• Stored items
//! Coordinator review surface (C12): list pending submissions, view a
//! full detail record, approve or reject a reviewed activity (§4.7).

use axum::{
    extract::{Path, Query, State},
    Json,
};
use serde::{Deserialize, Serialize};
use sr_domain::{state_machine::transition, DomainError, SubmissionEvent, SubmissionState};
use sr_ports::{
    ActivityRepository, ApproveEffects, CategoryRepository, MetadataRepository,
    OcrTextRepository, StudentRepository, SubmissionFilter, SubmissionRepository,
};
use tracing::instrument;

use crate::config::MAX_PAGE_SIZE;
use crate::handlers::certificate::SubmissionResponse;
use crate::handlers::student::StudentResponse;
use crate::handlers::{ApiError, ApiResult};
use crate::state::AppState;

#[derive(Debug, Deserialize)]
pub struct PendingQuery {
    #[serde(default = "default_page")]
    pub page: u32,
    #[serde(default = "default_per_page")]
    pub per_page: u32,
    #[serde(default)]
    pub enrollment: Option<String>,
}

fn default_page() -> u32 {
    1
}

fn default_per_page() -> u32 {
    MAX_PAGE_SIZE
}

#[derive(Debug, Serialize)]
pub struct PendingSubmissionsResponse {
    pub submissions: Vec<SubmissionDetailResponse>,
    pub total: u64,
    pub page: u32,
    pub per_page: u32,
}

/// GET /api/v1/coordinator/pending
#[instrument(skip(state))]
pub async fn list_pending(
    State(state): State<AppState>,
    Query(query): Query<PendingQuery>,
) -> ApiResult<Json<PendingSubmissionsResponse>> {
    let page = query.page.max(1);
    let per_page = query.per_page.min(MAX_PAGE_SIZE).max(1);

    let (submissions, total) = state
        .submissions
        .list_paginated(SubmissionFilter {
            status: Some("pending_review".to_string()),
            enrollment_number: query.enrollment,
            page,
            per_page,
        })
        .await?;

    let mut rows = Vec::with_capacity(submissions.len());
    for submission in submissions {
        rows.push(build_detail_row(&state, submission).await?);
    }

    Ok(Json(PendingSubmissionsResponse {
        submissions: rows,
        total,
        page,
        per_page,
    }))
}

#[derive(Debug, Serialize)]
pub struct SubmissionDetailResponse {
    pub submission: SubmissionResponse,
    pub student: StudentResponse,
    pub raw_text: Option<String>,
    pub ocr_confidence: Option<f64>,
    pub metadata: Option<MetadataResponse>,
    pub activity: Option<ActivityResponse>,
}

#[derive(Debug, Serialize)]
pub struct MetadataResponse {
    pub participant_name: Option<String>,
    pub event_name: Option<String>,
    pub location: Option<String>,
    pub event_date: Option<String>,
    pub original_hours: Option<String>,
    pub numeric_hours: Option<i64>,
}

impl From<sr_domain::CertificateMetadata> for MetadataResponse {
    fn from(m: sr_domain::CertificateMetadata) -> Self {
        Self {
            participant_name: m.participant_name,
            event_name: m.event_name,
            location: m.location,
            event_date: m.event_date,
            original_hours: m.original_hours,
            numeric_hours: m.numeric_hours,
        }
    }
}

#[derive(Debug, Serialize)]
pub struct ActivityResponse {
    pub id: i64,
    pub participant_name: Option<String>,
    pub event_name: Option<String>,
    pub location: Option<String>,
    pub event_date: Option<String>,
    pub original_hours: Option<String>,
    pub numeric_hours: Option<i64>,
    pub category_id: Option<i64>,
    pub calculated_hours: Option<i64>,
    pub llm_reasoning: Option<String>,
    pub review_status: String,
    pub coordinator_id: Option<String>,
    pub coordinator_comments: Option<String>,
    pub reviewed_at: Option<String>,
    pub override_category_id: Option<i64>,
    pub override_hours: Option<i64>,
    pub override_reasoning: Option<String>,
    pub final_category_id: Option<i64>,
    pub final_hours: Option<i64>,
}

impl From<sr_domain::ExtractedActivity> for ActivityResponse {
    fn from(a: sr_domain::ExtractedActivity) -> Self {
        Self {
            id: a.id,
            participant_name: a.participant_name,
            event_name: a.event_name,
            location: a.location,
            event_date: a.event_date,
            original_hours: a.original_hours,
            numeric_hours: a.numeric_hours,
            category_id: a.category_id,
            calculated_hours: a.calculated_hours,
            llm_reasoning: a.llm_reasoning,
            review_status: a.review_status,
            coordinator_id: a.coordinator_id,
            coordinator_comments: a.coordinator_comments,
            reviewed_at: a.reviewed_at.map(|t| t.to_rfc3339()),
            override_category_id: a.override_category_id,
            override_hours: a.override_hours,
            override_reasoning: a.override_reasoning,
            final_category_id: a.final_category_id,
            final_hours: a.final_hours,
        }
    }
}

async fn build_detail_row(
    state: &AppState,
    submission: sr_domain::CertificateSubmission,
) -> ApiResult<SubmissionDetailResponse> {
    let submission_id = submission.id;

    let student = state
        .students
        .get_by_id(submission.student_id)
        .await?
        .ok_or(DomainError::StudentNotFound {
            enrollment_number: submission.student_id.to_string(),
        })?;

    let ocr_text = state.ocr_text.get_by_submission_id(submission_id).await?;
    let metadata = state.metadata.get_by_submission_id(submission_id).await?;
    let activity = state.activities.get_by_submission_id(submission_id).await?;

    let submission_response =
        crate::handlers::certificate::to_submission_response(state, submission).await;

    Ok(SubmissionDetailResponse {
        submission: submission_response,
        student: student.into(),
        raw_text: ocr_text.as_ref().map(|t| t.raw_text.clone()),
        ocr_confidence: ocr_text.map(|t| t.ocr_confidence),
        metadata: metadata.map(MetadataResponse::from),
        activity: activity.map(ActivityResponse::from),
    })
}

/// GET /api/v1/coordinator/submission/{id}
#[instrument(skip(state))]
pub async fn get_submission_detail(
    State(state): State<AppState>,
    Path(id): Path<i64>,
) -> ApiResult<Json<SubmissionDetailResponse>> {
    let submission = state
        .submissions
        .get_by_id(id)
        .await?
        .ok_or(DomainError::SubmissionNotFound { submission_id: id })?;

    Ok(Json(build_detail_row(&state, submission).await?))
}

#[derive(Debug, Deserialize, Default)]
pub struct ApproveRequest {
    #[serde(default)]
    pub final_hours: Option<i64>,
    #[serde(default)]
    pub final_category_id: Option<i64>,
    #[serde(default)]
    pub override_reason: Option<String>,
}

/// POST /api/v1/coordinator/approve/{id}
#[instrument(skip(state, body))]
pub async fn approve_submission(
    State(state): State<AppState>,
    Path(id): Path<i64>,
    body: Option<Json<ApproveRequest>>,
) -> ApiResult<Json<ActivityResponse>> {
    let body = body.map(|Json(b)| b).unwrap_or_default();

    let submission = state
        .submissions
        .get_by_id(id)
        .await?
        .ok_or(DomainError::SubmissionNotFound { submission_id: id })?;

    let current_state = SubmissionState::from_str(&submission.status)
        .ok_or_else(|| DomainError::WrongStatusForApproval { status: submission.status.clone() })?;
    if transition(current_state, SubmissionEvent::Approve).is_err() {
        return Err(DomainError::WrongStatusForApproval { status: submission.status }.into());
    }

    let activity = state
        .activities
        .get_by_submission_id(id)
        .await?
        .ok_or(DomainError::SubmissionNotFound { submission_id: id })?;

    let overriding_category = body.final_category_id.is_some_and(|c| Some(c) != activity.category_id);
    let overriding_hours = body.final_hours.is_some_and(|h| Some(h) != activity.calculated_hours);

    if (overriding_category || overriding_hours) && body.override_reason.is_none() {
        return Err(DomainError::OverrideReasonRequired.into());
    }

    let final_category_id = body
        .final_category_id
        .or(activity.category_id)
        .ok_or(DomainError::ValidationError {
            message: "activity has no category to approve".to_string(),
        })?;

    if state.categories.get_by_id(final_category_id).await?.is_none() {
        return Err(DomainError::CategoryNotFound { category_id: final_category_id }.into());
    }

    let final_hours = body
        .final_hours
        .or(activity.calculated_hours)
        .ok_or(DomainError::ValidationError {
            message: "activity has no calculated hours to approve".to_string(),
        })?;

    if final_hours < 0 {
        return Err(DomainError::ValidationError {
            message: "final_hours cannot be negative".to_string(),
        }
        .into());
    }

    let approved = state
        .activities
        .approve(
            activity.id,
            ApproveEffects {
                override_category_id: overriding_category.then_some(final_category_id),
                override_hours: overriding_hours.then_some(final_hours),
                override_reasoning: body.override_reason,
                final_category_id,
                final_hours,
                coordinator_id: "coordinator".to_string(),
            },
        )
        .await?;

    Ok(Json(approved.into()))
}

#[derive(Debug, Deserialize)]
pub struct RejectRequest {
    pub reason: String,
}

/// POST /api/v1/coordinator/reject/{id}
#[instrument(skip(state, body))]
pub async fn reject_submission(
    State(state): State<AppState>,
    Path(id): Path<i64>,
    Json(body): Json<RejectRequest>,
) -> ApiResult<Json<ActivityResponse>> {
    if body.reason.trim().is_empty() {
        return Err(DomainError::RejectionReasonRequired.into());
    }

    let submission = state
        .submissions
        .get_by_id(id)
        .await?
        .ok_or(DomainError::SubmissionNotFound { submission_id: id })?;

    let current_state = SubmissionState::from_str(&submission.status)
        .ok_or_else(|| DomainError::WrongStatusForRejection { status: submission.status.clone() })?;
    if transition(current_state, SubmissionEvent::Reject).is_err() {
        return Err(DomainError::WrongStatusForRejection { status: submission.status }.into());
    }

    let activity = state
        .activities
        .get_by_submission_id(id)
        .await?
        .ok_or(DomainError::SubmissionNotFound { submission_id: id })?;

    let rejected = state.activities.reject(activity.id, &body.reason).await?;

    Ok(Json(rejected.into()))
}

• Task goal
The lines holding the word "SubmissionResponse" are the answer. Pull them out of the records and copy them.

• Solution for this task
use crate::handlers::certificate::SubmissionResponse;
    pub submission: SubmissionResponse,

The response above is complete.